Then I asked her for my bag with—thank heavens—the infusor band. While the dust whirled in the glass capsule, Eirani fussed with my hair. It wouldn’t all go in a ponytail so she used liberal amounts of a gel-like substance to flatten my curls against my head. She fingered the golden loops I wore in my ears. “Does the Delegate have a family colour?” Nothing escaped this woman.
“Such things are not custom where I come from. Men don’t wear earrings.”
She snorted; she probably thought as little of men who didn’t wear earrings as Eva thought of men who did.
“But the Delegate must have a colour. Everyone has a colour.”
“I’ll think about that.” I rubbed my fingers over my chin, far-too-long stubble making a scratching noise, but I wasn’t about to let anyone else shave me. “Do you have a bowl? Could you bring me the small bag I brought when I came here?”
She vanished, carrying my dirty clothes under her arm.
I looked at my reflection in the black stone walls, the reflection of a stranger. My hair, normally soft and curly, slicked-down and pulled into a ponytail which barely tickled the collar of my shirt. It made me look older and more serious and maybe that was not such a bad thing. I was young for my position, and it really didn’t help that I looked younger than my thirty-two years. When I attended my first assembly meeting, I would ask Eirani to put my hair up like this again.
Clean and feeling much better, with my hands wrapped in a clean bandage, I came back into the living room. The air still tingled on my cheeks. For some reason, my skin hadn’t liked the soap I’d used for shaving.

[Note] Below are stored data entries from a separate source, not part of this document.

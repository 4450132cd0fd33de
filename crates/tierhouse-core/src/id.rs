//! Record identifiers.
//!
//! Identifiers double as file stems inside every tier directory, so they are
//! restricted to ASCII alphanumerics, `-` and `_`. Anything else (path
//! separators, dots, whitespace) is rejected up front instead of being escaped.

use std::fmt;
use std::str::FromStr;

use serde::{Deserialize, Serialize};

use crate::error::{Error, Result};

/// Longest identifier accepted. Keeps file names well under common limits.
pub const MAX_ID_LEN: usize = 128;

/// A validated, filesystem-safe record identifier.
#[derive(Debug, Clone, PartialEq, Eq, Hash, PartialOrd, Ord, Serialize, Deserialize)]
#[serde(try_from = "String", into = "String")]
pub struct RecordId(String);

impl RecordId {
    pub fn new(id: impl Into<String>) -> Result<Self> {
        let id = id.into();
        if id.is_empty() || id.len() > MAX_ID_LEN {
            return Err(Error::InvalidIdentifier(id));
        }
        if !id
            .bytes()
            .all(|b| b.is_ascii_alphanumeric() || b == b'-' || b == b'_')
        {
            return Err(Error::InvalidIdentifier(id));
        }
        Ok(Self(id))
    }

    pub fn as_str(&self) -> &str {
        &self.0
    }

    /// Parse a billing identifier of the form `BILL-<digits>`, case-insensitively.
    ///
    /// The returned identifier is upper-cased (`bill-00001` -> `BILL-00001`).
    pub fn parse_billing(input: &str) -> Result<Self> {
        let normalized = input.trim().to_ascii_uppercase();
        match normalized.strip_prefix("BILL-") {
            Some(digits) if !digits.is_empty() && digits.bytes().all(|b| b.is_ascii_digit()) => {
                Self::new(normalized)
            }
            _ => Err(Error::InvalidIdentifier(input.to_string())),
        }
    }

    /// Billing identifier for a sequence number, zero-padded to five digits.
    pub fn billing(seq: u32) -> Self {
        Self(format!("BILL-{:05}", seq))
    }
}

impl fmt::Display for RecordId {
    fn fmt(&self, f: &mut fmt::Formatter<'_>) -> fmt::Result {
        f.write_str(&self.0)
    }
}

impl AsRef<str> for RecordId {
    fn as_ref(&self) -> &str {
        &self.0
    }
}

impl FromStr for RecordId {
    type Err = Error;

    fn from_str(s: &str) -> Result<Self> {
        Self::new(s)
    }
}

impl TryFrom<String> for RecordId {
    type Error = Error;

    fn try_from(value: String) -> Result<Self> {
        Self::new(value)
    }
}

impl From<RecordId> for String {
    fn from(id: RecordId) -> Self {
        id.0
    }
}

#[cfg(test)]
mod tests {
    use super::*;

    #[test]
    fn test_accepts_safe_identifiers() {
        for id in ["BILL-00001", "abc_123", "X"] {
            assert!(RecordId::new(id).is_ok(), "{id} should be accepted");
        }
    }

    #[test]
    fn test_rejects_unsafe_identifiers() {
        for id in ["", "../etc", "a/b", "a.json", "has space", "é"] {
            assert!(RecordId::new(id).is_err(), "{id:?} should be rejected");
        }
        assert!(RecordId::new("x".repeat(MAX_ID_LEN + 1)).is_err());
    }

    #[test]
    fn test_parse_billing_normalizes_case() {
        let id = RecordId::parse_billing(" bill-00042 ").unwrap();
        assert_eq!(id.as_str(), "BILL-00042");
    }

    #[test]
    fn test_parse_billing_rejects_other_shapes() {
        for input in ["BILL-", "BILL-12a", "INV-00001", "00001"] {
            assert!(RecordId::parse_billing(input).is_err(), "{input}");
        }
    }

    #[test]
    fn test_billing_zero_pads() {
        assert_eq!(RecordId::billing(7).as_str(), "BILL-00007");
        assert_eq!(RecordId::billing(123456).as_str(), "BILL-123456");
    }

    #[test]
    fn test_serde_rejects_invalid() {
        let ok: RecordId = serde_json::from_str("\"BILL-00001\"").unwrap();
        assert_eq!(ok.as_str(), "BILL-00001");
        assert!(serde_json::from_str::<RecordId>("\"a/b\"").is_err());
    }
}
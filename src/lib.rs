//! Heuristic raster-to-layout analysis for UI screenshots
//!
//! Given a decoded RGBA buffer, the pipeline derives a compact color
//! palette, a list of candidate UI-element rectangles with best-guess
//! classifications and confidence scores, and an inferred layout topology.
//! The heuristics are bounded and deterministic: identical buffers always
//! produce identical results, and inputs where nothing is recognized yield
//! an empty, valid result rather than an error.

#![forbid(unsafe_code)]

/// Analysis stages from pixels to palette, elements, and layout
pub mod analysis;
/// Input/output operations and error handling
pub mod io;
/// Mathematical utilities for gap statistics
pub mod math;
/// Immutable pixel data model
pub mod raster;

pub use io::error::{AnalysisError, Result};
//! CLI entry point for the screenshot layout analysis tool

use clap::Parser;
use uilens::io::cli::{Cli, FileProcessor};

fn main() -> uilens::Result<()> {
    let cli = Cli::parse();
    let mut processor = FileProcessor::new(cli);
    processor.process()
}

Tomorrow, I had to go dive into that pile of luggage and find my electric shaver.
The sky outside had gone deep orange and the light from the setting suns silhouetted the plants covering the balcony railing like cardboard cutouts.
Thayu sat on the couch and glanced up when I padded onto the carpet. “You look different.”
“You look different, too.”
She had changed into a calf-length garment that was a cross between a tunic and a dress, and maybe bathed, but it was impossible to tell if Coldi hair was wet or dry, it was that coarse.
“Not as much as you.”
I shrugged, glancing at the khaki clothing Eirani had insisted I wear. “Eirani says I’ll need to go to the shop to fit my uniform.”
“She is a fusspot, isn’t she?” Thayu had used the Coldi word yanu which meant something in between a schoolteacher and a nanny.
“Yeah.” I grinned.
A few moments of silence hung between us.
I thought to ask her what her problem was with Eirani, but decided not to spoil the mood, hers or mine. I had quite enough problems for today. In Rotterdam, Nixie Chan was working on Nicha’s release. Delegate Akhtari was aware of the refugee situation, so hopefully arrangements were being made for those people in the terminal hall. And that poor woman who had been screaming for her son.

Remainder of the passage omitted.